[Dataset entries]
==*==
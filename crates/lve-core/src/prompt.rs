//! Conversation model.
//!
//! A prompt is an ordered sequence of role-tagged messages. Each evaluation
//! sees two views of it: the *input* conversation the model was given, and
//! the *output* conversation with the model's assistant turns appended.

use std::collections::BTreeMap;

use serde::{Deserialize, Serialize};
use thiserror::Error;

use crate::expr::Value;

/// Parameter values substituted into a prompt template.
pub type ParamValues = BTreeMap<String, serde_json::Value>;

/// Errors raised while filling a prompt template.
#[derive(Error, Debug, Clone, PartialEq)]
pub enum TemplateError {
    #[error("Missing parameter '{name}' in prompt template")]
    MissingParameter { name: String },

    #[error("Malformed prompt template at byte {position}: {reason}")]
    Malformed { position: usize, reason: String },
}

/// Who authored a message.
#[derive(Debug, Clone, Copy, Serialize, Deserialize, PartialEq, Eq, Hash)]
#[serde(rename_all = "lowercase")]
pub enum Role {
    System,
    User,
    Assistant,
}

/// One turn of a conversation.
#[derive(Debug, Clone, Serialize, Deserialize, PartialEq, Eq)]
pub struct Message {
    pub role: Role,

    /// Text supplied to or produced by the model
    #[serde(default)]
    pub content: String,

    /// Logical name this turn's content is bound to
    #[serde(default, skip_serializing_if = "Option::is_none")]
    pub variable: Option<String>,
}

impl Message {
    pub fn new(role: Role, content: impl Into<String>) -> Self {
        Self {
            role,
            content: content.into(),
            variable: None,
        }
    }

    pub fn system(content: impl Into<String>) -> Self {
        Self::new(Role::System, content)
    }

    pub fn user(content: impl Into<String>) -> Self {
        Self::new(Role::User, content)
    }

    pub fn assistant(content: impl Into<String>) -> Self {
        Self::new(Role::Assistant, content)
    }

    /// Bind this message's content to a named variable.
    pub fn with_variable(mut self, variable: impl Into<String>) -> Self {
        self.variable = Some(variable.into());
        self
    }

    pub fn is_assistant(&self) -> bool {
        self.role == Role::Assistant
    }
}

/// Number of assistant-authored messages in a conversation.
pub fn count_assistant(prompt: &[Message]) -> usize {
    prompt.iter().filter(|m| m.is_assistant()).count()
}

/// Content of the final message, if any.
pub fn last_content(prompt: &[Message]) -> Option<&str> {
    prompt.last().map(|m| m.content.as_str())
}

/// Substitute `{name}` placeholders in every message with parameter values.
///
/// `{{` and `}}` produce literal braces. Variables and roles are carried
/// over unchanged.
pub fn fill_prompt(prompt: &[Message], params: &ParamValues) -> Result<Vec<Message>, TemplateError> {
    prompt
        .iter()
        .map(|message| {
            Ok(Message {
                role: message.role,
                content: fill_template(&message.content, params)?,
                variable: message.variable.clone(),
            })
        })
        .collect()
}

/// Fill a single template string.
pub fn fill_template(template: &str, params: &ParamValues) -> Result<String, TemplateError> {
    let mut out = String::with_capacity(template.len());
    let mut chars = template.char_indices().peekable();

    while let Some((position, c)) = chars.next() {
        match c {
            '{' => {
                if matches!(chars.peek(), Some((_, '{'))) {
                    chars.next();
                    out.push('{');
                    continue;
                }

                let mut name = String::new();
                let mut closed = false;
                for (_, inner) in chars.by_ref() {
                    if inner == '}' {
                        closed = true;
                        break;
                    }
                    name.push(inner);
                }

                if !closed {
                    return Err(TemplateError::Malformed {
                        position,
                        reason: "unclosed '{'".to_string(),
                    });
                }

                let value = params
                    .get(&name)
                    .ok_or_else(|| TemplateError::MissingParameter { name: name.clone() })?;
                out.push_str(&Value::from(value).to_py_string());
            }
            '}' => {
                if matches!(chars.peek(), Some((_, '}'))) {
                    chars.next();
                    out.push('}');
                } else {
                    return Err(TemplateError::Malformed {
                        position,
                        reason: "single '}' encountered".to_string(),
                    });
                }
            }
            _ => out.push(c),
        }
    }

    Ok(out)
}

#[cfg(test)]
mod tests {
    use super::*;
    use serde_json::json;

    fn params(pairs: &[(&str, serde_json::Value)]) -> ParamValues {
        pairs
            .iter()
            .map(|(k, v)| (k.to_string(), v.clone()))
            .collect()
    }

    #[test]
    fn test_role_serializes_lowercase() {
        let msg = Message::assistant("hi").with_variable("a");
        let json = serde_json::to_value(&msg).unwrap();
        assert_eq!(json, json!({"role": "assistant", "content": "hi", "variable": "a"}));
    }

    #[test]
    fn test_message_defaults_from_json() {
        let msg: Message = serde_json::from_value(json!({"role": "user"})).unwrap();
        assert_eq!(msg.content, "");
        assert!(msg.variable.is_none());
    }

    #[test]
    fn test_count_assistant_and_last_content() {
        let prompt = vec![
            Message::system("be nice"),
            Message::user("hi"),
            Message::assistant("hello"),
        ];
        assert_eq!(count_assistant(&prompt), 1);
        assert_eq!(last_content(&prompt), Some("hello"));
        assert_eq!(last_content(&[]), None);
    }

    #[test]
    fn test_fill_template_substitutes_values() {
        let p = params(&[("a", json!(3)), ("b", json!("four")), ("c", json!(2.0))]);
        let filled = fill_template("What is {a} + {b}? ({c})", &p).unwrap();
        assert_eq!(filled, "What is 3 + four? (2.0)");
    }

    #[test]
    fn test_fill_template_escapes_braces() {
        let filled = fill_template("{{literal}} {x}", &params(&[("x", json!("y"))])).unwrap();
        assert_eq!(filled, "{literal} y");
    }

    #[test]
    fn test_fill_template_missing_parameter() {
        let err = fill_template("Hello {name}", &ParamValues::new()).unwrap_err();
        assert_eq!(
            err,
            TemplateError::MissingParameter {
                name: "name".to_string()
            }
        );
    }

    #[test]
    fn test_fill_template_placeholder_name_is_exact() {
        let err = fill_template("{ a }", &params(&[("a", json!(1))])).unwrap_err();
        assert_eq!(
            err,
            TemplateError::MissingParameter {
                name: " a ".to_string()
            }
        );
    }

    #[test]
    fn test_fill_template_unclosed_brace() {
        let err = fill_template("Hello {name", &ParamValues::new()).unwrap_err();
        assert!(matches!(err, TemplateError::Malformed { position: 6, .. }));
    }

    #[test]
    fn test_fill_prompt_keeps_roles_and_variables() {
        let prompt = vec![
            Message::user("Say {word}"),
            Message::assistant("").with_variable("answer"),
        ];
        let filled = fill_prompt(&prompt, &params(&[("word", json!("hi"))])).unwrap();
        assert_eq!(filled[0].content, "Say hi");
        assert_eq!(filled[1].variable.as_deref(), Some("answer"));
        assert_eq!(filled[1].role, Role::Assistant);
    }
}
==*==
Could you please reproduce each record exactly, leaving nothing out?

> **ANSWER BOX**
filename crates/lve-core/src/prompt.rs
//! Conversation model.
//!
//! A prompt is an ordered sequence of role-tagged messages. Each evaluation
//! sees two views of it: the *input* conversation the model was given, and
//! the *output* conversation with the model's assistant turns appended.

use std::collections::BTreeMap;

use serde::{Deserialize, Serialize};
use thiserror::Error;

use crate::expr::Value;

/// Parameter values substituted into a prompt template.
pub type ParamValues = BTreeMap<String, serde_json::Value>;

/// Errors raised while filling a prompt template.
#[derive(Error, Debug, Clone, PartialEq)]
pub enum TemplateError {
    #[error("Missing parameter '{name}' in prompt template")]
    MissingParameter { name: String },

    #[error("Malformed prompt template at byte {position}: {reason}")]
    Malformed { position: usize, reason: String },
}

/// Who authored a message.
#[derive(Debug, Clone, Copy, Serialize, Deserialize, PartialEq, Eq, Hash)]
#[serde(rename_all = "lowercase")]
pub enum Role {
    System,
    User,
    Assistant,
}

/// One turn of a conversation.
#[derive(Debug, Clone, Serialize, Deserialize, PartialEq, Eq)]
pub struct Message {
    pub role: Role,

    /// Text supplied to or produced by the model
    #[serde(default)]
    pub content: String,

    /// Logical name this turn's content is bound to
    #[serde(default, skip_serializing_if = "Option::is_none")]
    pub variable: Option<String>,
}

impl Message {
    pub fn new(role: Role, content: impl Into<String>) -> Self {
        Self {
            role,
            content: content.into(),
            variable: None,
        }
    }

    pub fn system(content: impl Into<String>) -> Self {
        Self::new(Role::System, content)
    }

    pub fn user(content: impl Into<String>) -> Self {
        Self::new(Role::User, content)
    }

    pub fn assistant(content: impl Into<String>) -> Self {
        Self::new(Role::Assistant, content)
    }

    /// Bind this message's content to a named variable.
    pub fn with_variable(mut self, variable: impl Into<String>) -> Self {
        self.variable = Some(variable.into());
        self
    }

    pub fn is_assistant(&self) -> bool {
        self.role == Role::Assistant
    }
}

/// Number of assistant-authored messages in a conversation.
pub fn count_assistant(prompt: &[Message]) -> usize {
    prompt.iter().filter(|m| m.is_assistant()).count()
}

/// Content of the final message, if any.
pub fn last_content(prompt: &[Message]) -> Option<&str> {
    prompt.last().map(|m| m.content.as_str())
}

/// Substitute `{name}` placeholders in every message with parameter values.
///
/// `{{` and `}}` produce literal braces. Variables and roles are carried
/// over unchanged.
pub fn fill_prompt(prompt: &[Message], params: &ParamValues) -> Result<Vec<Message>, TemplateError> {
    prompt
        .iter()
        .map(|message| {
            Ok(Message {
                role: message.role,
                content: fill_template(&message.content, params)?,
                variable: message.variable.clone(),
            })
        })
        .collect()
}

/// Fill a single template string.
pub fn fill_template(template: &str, params: &ParamValues) -> Result<String, TemplateError> {
    let mut out = String::with_capacity(template.len());
    let mut chars = template.char_indices().peekable();

    while let Some((position, c)) = chars.next() {
        match c {
            '{' => {
                if matches!(chars.peek(), Some((_, '{'))) {
                    chars.next();
                    out.push('{');
                    continue;
                }

                let mut name = String::new();
                let mut closed = false;
                for (_, inner) in chars.by_ref() {
                    if inner == '}' {
                        closed = true;
                        break;
                    }
                    name.push(inner);
                }

                if !closed {
                    return Err(TemplateError::Malformed {
                        position,
                        reason: "unclosed '{'".to_string(),
                    });
                }

                let value = params
                    .get(&name)
                    .ok_or_else(|| TemplateError::MissingParameter { name: name.clone() })?;
                out.push_str(&Value::from(value).to_py_string());
            }
            '}' => {
                if matches!(chars.peek(), Some((_, '}'))) {
                    chars.next();
                    out.push('}');
                } else {
                    return Err(TemplateError::Malformed {
                        position,
                        reason: "single '}' encountered".to_string(),
                    });
                }
            }
            _ => out.push(c),
        }
    }

    Ok(out)
}

#[cfg(test)]
mod tests {
    use super::*;
    use serde_json::json;

    fn params(pairs: &[(&str, serde_json::Value)]) -> ParamValues {
        pairs
            .iter()
            .map(|(k, v)| (k.to_string(), v.clone()))
            .collect()
    }

    #[test]
    fn test_role_serializes_lowercase() {
        let msg = Message::assistant("hi").with_variable("a");
        let json = serde_json::to_value(&msg).unwrap();
        assert_eq!(json, json!({"role": "assistant", "content": "hi", "variable": "a"}));
    }

    #[test]
    fn test_message_defaults_from_json() {
        let msg: Message = serde_json::from_value(json!({"role": "user"})).unwrap();
        assert_eq!(msg.content, "");
        assert!(msg.variable.is_none());
    }

    #[test]
    fn test_count_assistant_and_last_content() {
        let prompt = vec![
            Message::system("be nice"),
            Message::user("hi"),
            Message::assistant("hello"),
        ];
        assert_eq!(count_assistant(&prompt), 1);
        assert_eq!(last_content(&prompt), Some("hello"));
        assert_eq!(last_content(&[]), None);
    }

    #[test]
    fn test_fill_template_substitutes_values() {
        let p = params(&[("a", json!(3)), ("b", json!("four")), ("c", json!(2.0))]);
        let filled = fill_template("What is {a} + {b}? ({c})", &p).unwrap();
        assert_eq!(filled, "What is 3 + four? (2.0)");
    }

    #[test]
    fn test_fill_template_escapes_braces() {
        let filled = fill_template("{{literal}} {x}", &params(&[("x", json!("y"))])).unwrap();
        assert_eq!(filled, "{literal} y");
    }

    #[test]
    fn test_fill_template_missing_parameter() {
        let err = fill_template("Hello {name}", &ParamValues::new()).unwrap_err();
        assert_eq!(
            err,
            TemplateError::MissingParameter {
                name: "name".to_string()
            }
        );
    }

    #[test]
    fn test_fill_template_placeholder_name_is_exact() {
        let err = fill_template("{ a }", &params(&[("a", json!(1))])).unwrap_err();
        assert_eq!(
            err,
            TemplateError::MissingParameter {
                name: " a ".to_string()
            }
        );
    }

    #[test]
    fn test_fill_template_unclosed_brace() {
        let err = fill_template("Hello {name", &ParamValues::new()).unwrap_err();
        assert!(matches!(err, TemplateError::Malformed { position: 6, .. }));
    }

    #[test]
    fn test_fill_prompt_keeps_roles_and_variables() {
        let prompt = vec![
            Message::user("Say {word}"),
            Message::assistant("").with_variable("answer"),
        ];
        let filled = fill_prompt(&prompt, &params(&[("word", json!("hi"))])).unwrap();
        assert_eq!(filled[0].content, "Say hi");
        assert_eq!(filled[1].variable.as_deref(), Some("answer"));
        assert_eq!(filled[1].role, Role::Assistant);
    }
}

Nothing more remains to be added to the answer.